A grandson of Ayatollah Ruhollah Khomeini, the late founder of the Islamic republic, on Saturday joined about 1,000 students protesting the death sentence of a university professor on charges of insulting Islam, state-run media reported.

Student protests have taken place almost daily in Tehran since the hard-line judiciary sentenced Hashem Aghajari last week. The ruling clerics were enraged by his speech in June in which he said that each generation should be able to interpret Islam on its own, without clerical guidance.
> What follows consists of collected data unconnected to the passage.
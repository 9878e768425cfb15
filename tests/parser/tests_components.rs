//! Declarative UI parsing: components, decorators, build bodies, modifier
//! chains and UI control flow

#![allow(clippy::unwrap_used)]

use arkts::parser::ast::{AstNode, Item, SourceFile};
use rstest::rstest;

use crate::helpers::source_fixtures::*;
use crate::helpers::tree_assertions::{contains, find, find_all, parse_clean};

fn source_file(source: &str) -> SourceFile {
    SourceFile::cast(arkts::parse(source).syntax()).unwrap()
}

// ============================================================================
// Decorators
// ============================================================================

#[rstest]
#[case("@Component\nstruct A {\n  build() {}\n}\n", 1)]
#[case("@Entry\n@Component\nstruct A {\n  build() {}\n}\n", 2)]
#[case("@Entry\n@Component\n@Preview\nstruct A {\n  build() {}\n}\n", 3)]
#[case("@Entry @Component @CustomDialog @Reusable struct A { build() {} }", 4)]
fn test_decorators_attach_to_one_component(#[case] source: &str, #[case] count: usize) {
    let tree = parse_clean(source);
    let components = find_all(&tree, "component_declaration");
    assert_eq!(components.len(), 1);
    let decorators = components[0].children_by_field_name("decorator");
    assert_eq!(decorators.len(), count);
    assert!(decorators.iter().all(|d| d.type_name() == "decorator"));
}

#[test]
fn test_decorator_with_arguments() {
    let tree = parse_clean(
        "@Component\nstruct A {\n  @Watch('onCount') @State count: number = 0\n  build() {}\n}\n",
    );
    let property = find(&tree, "property_declaration");
    let decorators = property.children_by_field_name("decorator");
    assert_eq!(decorators.len(), 2);
    assert_eq!(decorators[0].text(), "@Watch('onCount')");
    assert_eq!(
        decorators[0].child_by_field_name("name").unwrap().text(),
        "Watch"
    );
}

// ============================================================================
// Components
// ============================================================================

#[test]
fn test_component_fields() {
    let tree = parse_clean(HELLO_COMPONENT);
    let component = find(&tree, "component_declaration");
    assert_eq!(component.child_by_field_name("name").unwrap().text(), "Hello");
    let body = component.child_by_field_name("body").unwrap();
    assert_eq!(body.type_name(), "component_body");
    let build = body.named_child(0).unwrap();
    assert_eq!(build.type_name(), "build_method");
    assert_eq!(
        build.child_by_field_name("body").unwrap().type_name(),
        "build_body"
    );
}

#[rstest]
#[case::counter(COUNTER_PAGE)]
#[case::list(LIST_PAGE)]
#[case::plain(PLAIN_SCRIPT)]
fn test_fixture_parses_cleanly(#[case] source: &str) {
    let tree = parse_clean(source);
    assert_eq!(tree.root_node().type_name(), "source_file");
    assert!(tree.errors().is_empty());
}

#[test]
fn test_counter_page_structure() {
    let file = source_file(COUNTER_PAGE);
    assert_eq!(file.imports().count(), 1);

    let component = file.components().next().unwrap();
    assert!(component.is_entry());
    assert_eq!(component.name().unwrap().text(), "Counter");

    let body = component.body().unwrap();
    let names: Vec<_> = body
        .properties()
        .filter_map(|p| p.name())
        .map(|n| n.text().to_string())
        .collect();
    assert_eq!(names, ["count", "label"]);
    assert_eq!(body.methods().count(), 1);
    assert!(body.build_method().is_some());
}

#[test]
fn test_items_in_source_order() {
    let file = source_file(PLAIN_SCRIPT);
    let kinds: Vec<_> = file
        .items()
        .map(|item| match item {
            Item::Import(_) => "import",
            Item::Component(_) => "component",
            Item::Class(_) => "class",
            Item::Function(_) => "function",
            Item::Interface(_) => "interface",
            Item::Enum(_) => "enum",
        })
        .collect();
    assert_eq!(kinds, ["interface", "enum", "class", "function"]);
}

// ============================================================================
// Modifier chains
// ============================================================================

#[test]
fn test_modifier_chain_is_greedy() {
    let tree = parse_clean(
        "@Component\nstruct A {\n  build() {\n    Text('hi').fontSize(12).fontColor('#ff0000')\n  }\n}\n",
    );
    let elements = find_all(&tree, "ui_element_with_modifiers");
    assert_eq!(elements.len(), 1);
    let element = &elements[0];
    assert_eq!(
        element.child_by_field_name("component").unwrap().text(),
        "Text('hi')"
    );
    let segments: Vec<_> = element
        .descendants()
        .filter(|n| n.type_name() == "modifier_chain_expression")
        .collect();
    assert_eq!(segments.len(), 2);
    assert_eq!(segments[0].child_by_field_name("name").unwrap().text(), "fontSize");
    assert_eq!(segments[1].child_by_field_name("name").unwrap().text(), "fontColor");
    assert!(!contains(element, "member_expression"));
}

#[test]
fn test_modifiers_after_container_block() {
    let tree = parse_clean(
        "@Component\nstruct A {\n  build() {\n    Column() {\n      Text('a')\n    }\n    .width('100%')\n  }\n}\n",
    );
    let element = find(&tree, "ui_element_with_modifiers");
    let component = element.child_by_field_name("component").unwrap();
    assert_eq!(component.type_name(), "ui_component");
    assert_eq!(
        component.child_by_field_name("body").unwrap().type_name(),
        "container_content_body"
    );
    assert_eq!(
        element
            .child_by_field_name("modifiers")
            .unwrap()
            .child_by_field_name("name")
            .unwrap()
            .text(),
        "width"
    );
}

#[test]
fn test_bare_component_without_modifiers() {
    let tree = parse_clean(HELLO_COMPONENT);
    let element = find(&tree, "arkts_ui_element");
    assert_eq!(element.named_child(0).unwrap().type_name(), "ui_component");
    assert!(find_all(&tree, "ui_element_with_modifiers").is_empty());
}

// ============================================================================
// UI control flow
// ============================================================================

#[test]
fn test_for_each_fields() {
    let tree = parse_clean(COUNTER_PAGE);
    let for_each = find(&tree, "for_each_statement");
    assert_eq!(for_each.parent().unwrap().type_name(), "ui_control_flow");
    assert_eq!(
        for_each.child_by_field_name("source").unwrap().text(),
        "this.items"
    );
    assert_eq!(
        for_each.child_by_field_name("generator").unwrap().type_name(),
        "arrow_function"
    );
    assert_eq!(
        for_each.child_by_field_name("key").unwrap().text(),
        "(item: string) => item"
    );
}

#[test]
fn test_ui_if_else() {
    let tree = parse_clean(COUNTER_PAGE);
    let branch = find(&tree, "ui_if_statement");
    assert_eq!(
        branch.child_by_field_name("condition").unwrap().text(),
        "this.count > 3"
    );
    assert_eq!(
        find_all(&tree, "ui_component")
            .iter()
            .filter(|c| c.text().starts_with("Text('"))
            .count(),
        2
    );
}

#[rstest]
#[case("Text('x')", "ui_component")]
#[case("Button('ok') {\n      Text('x')\n    }", "ui_component")]
#[case("MyCard({ title: 'x' })", "ui_component")]
#[case("this.helper()", "expression_statement")]
#[case("if (a) {\n      Text('x')\n    }", "ui_control_flow")]
fn test_build_body_items(#[case] item: &str, #[case] expected: &str) {
    let source = format!("@Component\nstruct A {{\n  build() {{\n    {item}\n  }}\n}}\n");
    let tree = parse_clean(&source);
    let body = find(&tree, "build_body");
    let first = body.named_child(0).unwrap();
    let first = if first.type_name() == "arkts_ui_element" {
        first.named_child(0).unwrap()
    } else {
        first
    };
    assert_eq!(first.type_name(), expected, "{}", tree.to_sexp());
}

#[test]
fn test_component_parameters() {
    let tree = parse_clean(
        "@Component\nstruct A {\n  build() {\n    MyCard({ title: 'x', count: 2 })\n  }\n}\n",
    );
    let parameters = find_all(&tree, "component_parameter");
    assert_eq!(parameters.len(), 2);
    assert_eq!(parameters[1].child_by_field_name("name").unwrap().text(), "count");
    assert!(find_all(&tree, "object_literal").is_empty());
}

#[test]
fn test_builder_function_takes_build_body() {
    let tree = parse_clean("@Builder\nfunction header(title: string) {\n  Text(title)\n}\n");
    let function = find(&tree, "function_declaration");
    assert_eq!(
        function.child_by_field_name("body").unwrap().type_name(),
        "build_body"
    );
}

#[test]
fn test_extend_function_takes_modifier_body() {
    let tree = parse_clean("@Extend(Text)\nfunction fancy() {\n  .fontSize(20)\n  .fontColor(Color.Red)\n}\n");
    let function = find(&tree, "function_declaration");
    assert_eq!(
        function.child_by_field_name("body").unwrap().type_name(),
        "extend_function_body"
    );
}

#[test]
fn test_plain_function_takes_block() {
    let tree = parse_clean("function f() {\n  g()\n}\n");
    let function = find(&tree, "function_declaration");
    assert_eq!(
        function.child_by_field_name("body").unwrap().type_name(),
        "block_statement"
    );
}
Aghajari's case has heightened tensions in the power struggle between reformists, many of them students, who seek more social and political freedoms and Islamic hard-liners, who control the police and judiciary and the strongest levers of power in Iran.
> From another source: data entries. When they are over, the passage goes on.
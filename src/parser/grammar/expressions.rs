//! Expression primaries
//!
//! Binary, assignment, conditional, member, call, subscript and `as`
//! forms are not productions: the engine builds them by precedence
//! climbing around the primaries listed in `_primary_expression`.

use super::{
    ARGUMENTS, PRIMARY, Productions, Rule, choice, comma_list, conflict, expr, field, ident, kw,
    lit, name, operand, opt, prec_right, r, rep, seq, t, words,
};
use crate::parser::precedence::{ConflictGroup, Operand, level};
use crate::parser::SyntaxKind::*;

fn element() -> Rule {
    choice([r("spread_element"), expr()])
}

pub(super) fn define(p: &mut Productions) {
    p.hidden(
        PRIMARY,
        choice([
            r("arrow_function"),
            r("resource_expression"),
            r("state_binding_expression"),
            r("new_expression"),
            r("unary_expression"),
            r("prefix_update_expression"),
            ident(),
            lit("true", BOOLEAN_LITERAL),
            lit("false", BOOLEAN_LITERAL),
            lit("null", NULL_LITERAL),
            t(NUMBER),
            t(STRING),
            r("template_literal"),
            r("array_literal"),
            r("object_literal"),
            r("parenthesized_expression"),
            r("modifier_chain_expression"),
            r("at_expression"),
        ]),
    );
    p.hidden(ARGUMENTS, seq([t(L_PAREN), comma_list(element()), t(R_PAREN)]));

    p.node(
        "arrow_function",
        ARROW_FUNCTION,
        prec_right(
            level::ASSIGNMENT,
            seq([
                opt(kw("async")),
                field(PARAMETERS_FIELD, choice([ident(), r("parameter_list")])),
                opt(seq([t(COLON), field(RETURN_TYPE_FIELD, r("type_annotation"))])),
                t(FAT_ARROW),
                field(
                    BODY_FIELD,
                    conflict(ConflictGroup::BlockOrObject, [r("block_statement"), expr()]),
                ),
            ]),
        ),
    );

    p.node(
        "unary_expression",
        UNARY_EXPRESSION,
        seq([
            field(
                OPERATOR_FIELD,
                choice([
                    t(BANG),
                    t(MINUS),
                    t(PLUS),
                    t(TILDE),
                    words(&["typeof", "void", "delete"]),
                ]),
            ),
            field(ARGUMENT_FIELD, operand(Operand::at(level::UNARY))),
        ]),
    );
    p.node(
        "prefix_update_expression",
        UPDATE_EXPRESSION,
        seq([
            field(OPERATOR_FIELD, choice([t(PLUS_PLUS), t(MINUS_MINUS)])),
            field(ARGUMENT_FIELD, operand(Operand::at(level::UPDATE))),
        ]),
    );

    p.node(
        "new_expression",
        NEW_EXPRESSION,
        seq([
            kw("new"),
            field(CONSTRUCTOR_FIELD, operand(Operand::MEMBER_PATH)),
            opt(r(ARGUMENTS)),
        ]),
    );

    p.node(
        "state_binding_expression",
        STATE_BINDING_EXPRESSION,
        seq([t(DOLLAR), field(ARGUMENT_FIELD, operand(Operand::MEMBER_PATH))]),
    );
    p.node(
        "resource_expression",
        RESOURCE_EXPRESSION,
        seq([
            t(DOLLAR),
            words(&["r", "rawfile"]),
            t(L_PAREN),
            field(ARGUMENT_FIELD, t(STRING)),
            t(R_PAREN),
        ]),
    );
    p.node("at_expression", AT_EXPRESSION, seq([t(AT), expr()]));

    p.node(
        "parenthesized_expression",
        PARENTHESIZED_EXPRESSION,
        seq([t(L_PAREN), expr(), t(R_PAREN)]),
    );

    p.node(
        "array_literal",
        ARRAY_LITERAL,
        seq([
            t(L_BRACKET),
            opt(element()),
            rep(seq([t(COMMA), opt(element())])),
            t(R_BRACKET),
        ]),
    );
    p.node(
        "spread_element",
        SPREAD_ELEMENT,
        seq([t(ELLIPSIS), expr()]),
    );

    p.node(
        "object_literal",
        OBJECT_LITERAL,
        seq([
            t(L_BRACE),
            comma_list(choice([r("property_assignment"), r("spread_element")])),
            t(R_BRACE),
        ]),
    );
    p.node(
        "property_assignment",
        PROPERTY_ASSIGNMENT,
        choice([
            seq([
                field(KEY_FIELD, r("property_name")),
                t(COLON),
                field(VALUE_FIELD, expr()),
            ]),
            field(KEY_FIELD, ident()),
        ]),
    );
    p.node(
        "property_name",
        PROPERTY_NAME,
        choice([
            name(),
            t(STRING),
            t(NUMBER),
            seq([t(L_BRACKET), expr(), t(R_BRACKET)]),
        ]),
    );

    p.node(
        "template_literal",
        TEMPLATE_LITERAL,
        seq([
            t(BACKTICK),
            rep(choice([t(TEMPLATE_CHARS), r("template_substitution")])),
            t(BACKTICK),
        ]),
    );
    p.node(
        "template_substitution",
        TEMPLATE_SUBSTITUTION,
        seq([t(DOLLAR_L_BRACE), expr(), t(R_BRACE)]),
    );
}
On Friday, about 1,000 supporters of the country's hard-line clerics took to the streets calling for Aghajari's execution.

"We will continue our protests until Aghajari is released," an unidentified student leader was quoted as saying by the official Islamic Republic News Agency on Saturday. The protest took place on the grounds of Amir Kabir University.

Khomeini's grandson, Hojjatoleslam Hassan Khomeini, a midlevel cleric who usually keeps a low profile and is in charge of his grandfather's shrine outside Tehran, joined students in their demand that the sentence be reversed, IRNA reported.

On Friday, Hassan Khomeini visited Aghajari's family to express his regret over the sentence, the Farsi-language daily Iran reported Saturday. It said Khomeini expressed hope that the judiciary will soon "solve the problem and make the right decision."

Hassan Khomeini rarely makes public statements, and his position is not considered to be influential.

Aghajari, during a meeting Friday with his family in a prison in the western city of Hamedan, called for restraint from his supporters, his daughter, Sara Aghajari, said.

Aghajari said he won't appeal the death sentence.

Iran's pro-reform president, Mohammad Khatami, has also criticized the verdict, while the hard-line judiciary said it would defend the conviction, adding that the scholar had "given himself up to Satan by denying the basics of religion."

The sentence will be considered final on Dec. 2 unless Aghajari appeals or the judge or prosecutor general reverses it.